「そう言えば、あの時、自転車に載せてきてくれたのは、空君でしたっけ?」
ヤマさんが、思い出したように、加藤のおじいちゃんに尋ねた。
「嫌、空じゃなくて星だったと思うよ。私が、渚ちゃんを助け起こした所に、ちょうど星が、学校帰りに、通りかかって、自転車に載せたんだと思うよ。」
「そうでしたっけね。空君だったら、赤い糸で結ばれていたんだって話になりますけど、それじゃあ、出来過ぎですもんね。」自分で言っておきながら、照れるヤマさんに、マスターが、「ヤマさんって見かけによらず、ロマンチストだからね。」と、からかった。
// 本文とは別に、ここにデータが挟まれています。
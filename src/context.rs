//! Explicit editing context
//!
//! Built once from the command line and the environment, then passed to
//! every command. Nothing here is global.

use std::fs;
use std::path::{Path, PathBuf};
use std::time::Duration;

use log::{debug, warn};

use crate::assembly::isolated::DEFAULT_PROBE_TIMEOUT;
use crate::assembly::{IdentityProbe, InProcessProbe, IsolatedProbe};
use crate::paths;

/// Environment variable naming the active project
pub const PROJECT_ENV: &str = "PROJEDIT_PROJECT";

const PROJECT_EXTENSION: &str = "csproj";
const SOLUTION_EXTENSION: &str = "sln";

#[derive(Debug, Clone, PartialEq, Eq)]
pub struct ProbeSettings {
    /// Probe in a child process instead of in this one
    pub isolated: bool,
    pub timeout: Duration,
}

impl Default for ProbeSettings {
    fn default() -> Self {
        Self {
            isolated: true,
            timeout: DEFAULT_PROBE_TIMEOUT,
        }
    }
}

#[derive(Debug, Clone)]
pub struct EditContext {
    pub working_dir: PathBuf,
    /// Active project, absolute
    pub project: Option<PathBuf>,
    /// Explicit or discovered solution, absolute
    pub solution: Option<PathBuf>,
    pub probe: ProbeSettings,
}

impl EditContext {
    /// Context for `working_dir`. Explicit paths win over discovery and are
    /// resolved against `working_dir`.
    pub fn new(working_dir: impl Into<PathBuf>, project: Option<PathBuf>, solution: Option<PathBuf>) -> Self {
        let working_dir = working_dir.into();
        let project = project
            .map(|p| paths::absolutize(&working_dir, &p))
            .or_else(|| single_file_with_extension(&working_dir, PROJECT_EXTENSION));
        let solution = solution
            .map(|s| paths::absolutize(&working_dir, &s))
            .or_else(|| single_file_with_extension(&working_dir, SOLUTION_EXTENSION));
        debug!(
            "Context: dir {:?}, project {:?}, solution {:?}",
            working_dir, project, solution
        );

        Self {
            working_dir,
            project,
            solution,
            probe: ProbeSettings::default(),
        }
    }

    pub fn with_probe(mut self, probe: ProbeSettings) -> Self {
        self.probe = probe;
        self
    }

    /// Resolve a user supplied path against the working directory
    pub fn resolve(&self, path: &str) -> PathBuf {
        paths::absolutize(&self.working_dir, &paths::to_native(path))
    }

    /// Path of the solution to work on. `name` (with or without `.sln`) picks
    /// a file in the working directory; otherwise the known solution, else
    /// one named after the working directory.
    pub fn solution_path(&self, name: Option<&str>) -> PathBuf {
        if let Some(name) = name {
            let file = name.strip_suffix(".sln").unwrap_or(name);
            return self.resolve(&format!("{}.{}", file, SOLUTION_EXTENSION));
        }
        if let Some(solution) = &self.solution {
            return solution.clone();
        }
        let dir_name = self
            .working_dir
            .file_name()
            .map(|n| n.to_string_lossy().into_owned())
            .unwrap_or_else(|| "Solution".to_string());
        self.working_dir.join(format!("{}.{}", dir_name, SOLUTION_EXTENSION))
    }

    /// The probe matching [`ProbeSettings`]
    pub fn identity_probe(&self) -> Box<dyn IdentityProbe> {
        if self.probe.isolated {
            match IsolatedProbe::current_exe(self.probe.timeout) {
                Ok(probe) => return Box::new(probe),
                Err(e) => warn!("Cannot locate own executable, probing in process: {}", e),
            }
        }
        Box::new(InProcessProbe)
    }
}

/// The only file in `dir` with `extension`; `None` when there are none or several
fn single_file_with_extension(dir: &Path, extension: &str) -> Option<PathBuf> {
    let entries = match fs::read_dir(dir) {
        Ok(entries) => entries,
        Err(e) => {
            debug!("Cannot list {:?}: {}", dir, e);
            return None;
        }
    };

    let mut found = entries
        .filter_map(|entry| entry.ok().map(|e| e.path()))
        .filter(|path| path.is_file() && path.extension().is_some_and(|ext| ext == extension));
    let first = found.next()?;
    if found.next().is_some() {
        debug!("Several .{} files in {:?}, none is picked", extension, dir);
        return None;
    }
    Some(first)
}

#[cfg(test)]
mod tests {
    use super::*;
    use tempfile::TempDir;

    #[test]
    fn test_discovers_single_project_and_solution() {
        let temp = TempDir::new().unwrap();
        fs::write(temp.path().join("App.csproj"), "<Project />").unwrap();
        fs::write(temp.path().join("App.sln"), "").unwrap();

        let ctx = EditContext::new(temp.path(), None, None);
        assert_eq!(ctx.project, Some(temp.path().join("App.csproj")));
        assert_eq!(ctx.solution, Some(temp.path().join("App.sln")));
        assert!(ctx.probe.isolated);
    }

    #[test]
    fn test_several_projects_are_ambiguous() {
        let temp = TempDir::new().unwrap();
        fs::write(temp.path().join("A.csproj"), "<Project />").unwrap();
        fs::write(temp.path().join("B.csproj"), "<Project />").unwrap();

        assert_eq!(EditContext::new(temp.path(), None, None).project, None);
    }

    #[test]
    fn test_explicit_project_is_resolved_against_working_dir() {
        let temp = TempDir::new().unwrap();
        let ctx = EditContext::new(temp.path(), Some(PathBuf::from("src/../Lib/Lib.csproj")), None);
        assert_eq!(ctx.project, Some(temp.path().join("Lib").join("Lib.csproj")));
    }

    #[test]
    fn test_solution_path_defaults() {
        let temp = TempDir::new().unwrap();
        let dir = temp.path().join("tmp");
        fs::create_dir_all(&dir).unwrap();
        let ctx = EditContext::new(&dir, None, None);

        assert_eq!(ctx.solution_path(None), dir.join("tmp.sln"));
        assert_eq!(ctx.solution_path(Some("WickedAwesome")), dir.join("WickedAwesome.sln"));
        assert_eq!(ctx.solution_path(Some("WickedAwesome.sln")), dir.join("WickedAwesome.sln"));
    }

    #[test]
    fn test_in_process_probe_when_not_isolated() {
        let temp = TempDir::new().unwrap();
        let ctx = EditContext::new(temp.path(), None, None).with_probe(ProbeSettings {
            isolated: false,
            timeout: Duration::from_secs(1),
        });
        let probe = ctx.identity_probe();
        let missing = temp.path().join("missing.dll");
        assert!(matches!(
            probe.identity_of(&missing),
            crate::assembly::ProbeOutcome::Unreadable(_)
        ));
    }
}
「見かけによらずは、ひどいや。長居すると、マスターに、からかわれるから、退散しなくちゃ」と、言ってヤマさんは、帰って行った。
「あの頃は、素直な中学生だったんだけど、もう今では大きくなりすぎて、私の言う事なんか、聞いてくれなくてね。」
マスターには、加藤のおじいちゃんが、何を言いたいのか、聞かなくてもわかる。
もうすぐ、亡くなった星の母親の四十九日が、やって来る。
多分、星は、納骨にも、立ち会わないつもりなのだろう。
「ホットケーキでも、作りましょうか?」
敢えて、そのことには、触れずに、話をそらそうとするマスターの心遣いに、加藤のおじいちゃんも、気づいたのか、「そうしてくれると、嬉しいね。」と、答えた。